■ Data for this exercise ■
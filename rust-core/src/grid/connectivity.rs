//! Face table and faces connectivity flags
//! 
//! A face is "connected" when the topological neighbor across it uses the
//! same four points on its opposite face. Faces of cells separated by a
//! fault share indices but not points and stay unconnected.

use super::explicit::{CellId, ExplicitStructuredGrid, Hexahedron, PointId};

/// Corner indices of each hexahedron face, order -i, +i, -j, +j, -k, +k
pub const HEXAHEDRON_FACES: [[usize; 4]; 6] = [
    [0, 4, 7, 3],
    [1, 2, 6, 5],
    [0, 1, 5, 4],
    [3, 7, 6, 2],
    [0, 3, 2, 1],
    [4, 5, 6, 7],
];

/// Face across the same axis on the other side
#[inline]
pub fn opposite_face(face: usize) -> usize {
    face ^ 1
}

/// Point ids of one face of a cell, sorted
pub(crate) fn sorted_face_points(cell: &Hexahedron, face: usize) -> [PointId; 4] {
    let mut ids = HEXAHEDRON_FACES[face].map(|corner| cell[corner]);
    ids.sort_unstable();
    ids
}

impl ExplicitStructuredGrid {
    /// Compute one connectivity byte per cell and store it as a named cell array
    /// 
    /// Bit `f` is set when cell face `f` has a neighbor (by i-j-k adjacency)
    /// whose opposite face has the same point set. Blanking is ignored.
    /// The array is stored under [`Self::faces_connectivity_flags_array_name`].
    pub fn compute_faces_connectivity_flags_array(&mut self) {
        let flags: Vec<u8> = (0..self.number_of_cells())
            .map(|cell_id| self.connectivity_byte(cell_id))
            .collect();
        
        let name = self.connectivity_flags_name.clone();
        self.cell_arrays.insert(name, flags);
    }
    
    fn connectivity_byte(&self, cell_id: CellId) -> u8 {
        let (Some(cell), Some(neighbors)) = (self.cell_points(cell_id), self.cell_neighbors(cell_id)) else {
            return 0;
        };
        
        let mut byte = 0u8;
        for (face, neighbor) in neighbors.iter().enumerate() {
            let Some(other) = neighbor.and_then(|n| self.cell_points(n)) else {
                continue;
            };
            if sorted_face_points(cell, face) == sorted_face_points(other, opposite_face(face)) {
                byte |= 1 << face;
            }
        }
        byte
    }
    
    /// Connectivity flags from the last computation, if still valid
    pub fn faces_connectivity_flags(&self) -> Option<&[u8]> {
        self.cell_array(&self.connectivity_flags_name)
    }
    
    pub fn faces_connectivity_flags_array_name(&self) -> &str {
        &self.connectivity_flags_name
    }
    
    /// Rename the connectivity flags array; an existing array is moved
    pub fn set_faces_connectivity_flags_array_name(&mut self, name: &str) {
        if let Some(flags) = self.cell_arrays.remove(&self.connectivity_flags_name) {
            self.cell_arrays.insert(name.to_string(), flags);
        }
        self.connectivity_flags_name = name.to_string();
    }
}

#[cfg(test)]
mod tests {
    use super::*;
    use crate::grid::explicit::tests::lattice;
    
    #[test]
    fn test_face_table_consistency() {
        // Opposite faces partition the eight corners
        for axis in 0..3 {
            let mut corners: Vec<usize> = HEXAHEDRON_FACES[2 * axis]
                .iter()
                .chain(HEXAHEDRON_FACES[2 * axis + 1].iter())
                .copied()
                .collect();
            corners.sort_unstable();
            assert_eq!(corners, (0..8).collect::<Vec<_>>());
        }
    }
    
    #[test]
    fn test_regular_lattice_flags() {
        let mut grid = lattice([3, 2, 4]);
        grid.compute_faces_connectivity_flags_array();
        let flags = grid.faces_connectivity_flags().unwrap().to_vec();
        
        for cell_id in 0..grid.number_of_cells() {
            let neighbors = grid.cell_neighbors(cell_id).unwrap();
            for (face, neighbor) in neighbors.iter().enumerate() {
                let connected = flags[cell_id] & (1 << face) != 0;
                // Interior faces connected, boundary faces never
                assert_eq!(connected, neighbor.is_some(), "cell {} face {}", cell_id, face);
            }
            assert_eq!(flags[cell_id] & 0b1100_0000, 0);
        }
    }
    
    #[test]
    fn test_flags_ignore_blanking() {
        let mut grid = lattice([3, 3, 3]);
        grid.compute_faces_connectivity_flags_array();
        let expected = grid.faces_connectivity_flags().unwrap().to_vec();
        
        // Center cell and one interior face neighbor
        grid.blank_cell(13);
        grid.blank_cell(14);
        grid.compute_faces_connectivity_flags_array();
        
        assert_eq!(grid.faces_connectivity_flags().unwrap(), expected.as_slice());
        assert_eq!(expected[13], 0b0011_1111);
    }
    
    #[test]
    fn test_fault_disconnects_faces() {
        let mut grid = lattice([2, 1, 1]);
        
        // Give cell 1 its own copies of the shared face points
        let mut points = grid.points().to_vec();
        let mut cells = grid.cells().to_vec();
        for corner in [0, 3, 4, 7] {
            let p = points[cells[1][corner]];
            points.push([p[0], p[1], p[2] + 0.5]);
            cells[1][corner] = points.len() - 1;
        }
        grid.set_points(points).unwrap();
        grid.set_cells(cells).unwrap();
        
        grid.compute_faces_connectivity_flags_array();
        let flags = grid.faces_connectivity_flags().unwrap();
        assert_eq!(flags, &[0, 0]);
        
        // Still topological neighbors
        assert_eq!(grid.cell_neighbors(0).unwrap()[1], Some(1));
    }
    
    #[test]
    fn test_flags_invalidated_and_renamed() {
        let mut grid = lattice([2, 2, 2]);
        grid.compute_faces_connectivity_flags_array();
        assert!(grid.cell_array("ConnectivityFlags").is_some());
        
        grid.set_faces_connectivity_flags_array_name("FaceFlags");
        assert!(grid.cell_array("ConnectivityFlags").is_none());
        assert!(grid.cell_array("FaceFlags").is_some());
        
        grid.set_cells(grid.cells().to_vec()).unwrap();
        assert!(grid.faces_connectivity_flags().is_none());
    }
}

■ Your task ■
Extract from the records above the lines from the one containing "The array is" to the one containing "fn connectivity_byte(&self, cell_id: CellId)", both lines included, exactly as they appear and with nothing else.

■ Task solution ■
    /// The array is stored under [`Self::faces_connectivity_flags_array_name`].
    pub fn compute_faces_connectivity_flags_array(&mut self) {
        let flags: Vec<u8> = (0..self.number_of_cells())
            .map(|cell_id| self.connectivity_byte(cell_id))
            .collect();
        
        let name = self.connectivity_flags_name.clone();
        self.cell_arrays.insert(name, flags);
    }
    
    fn connectivity_byte(&self, cell_id: CellId) -> u8 {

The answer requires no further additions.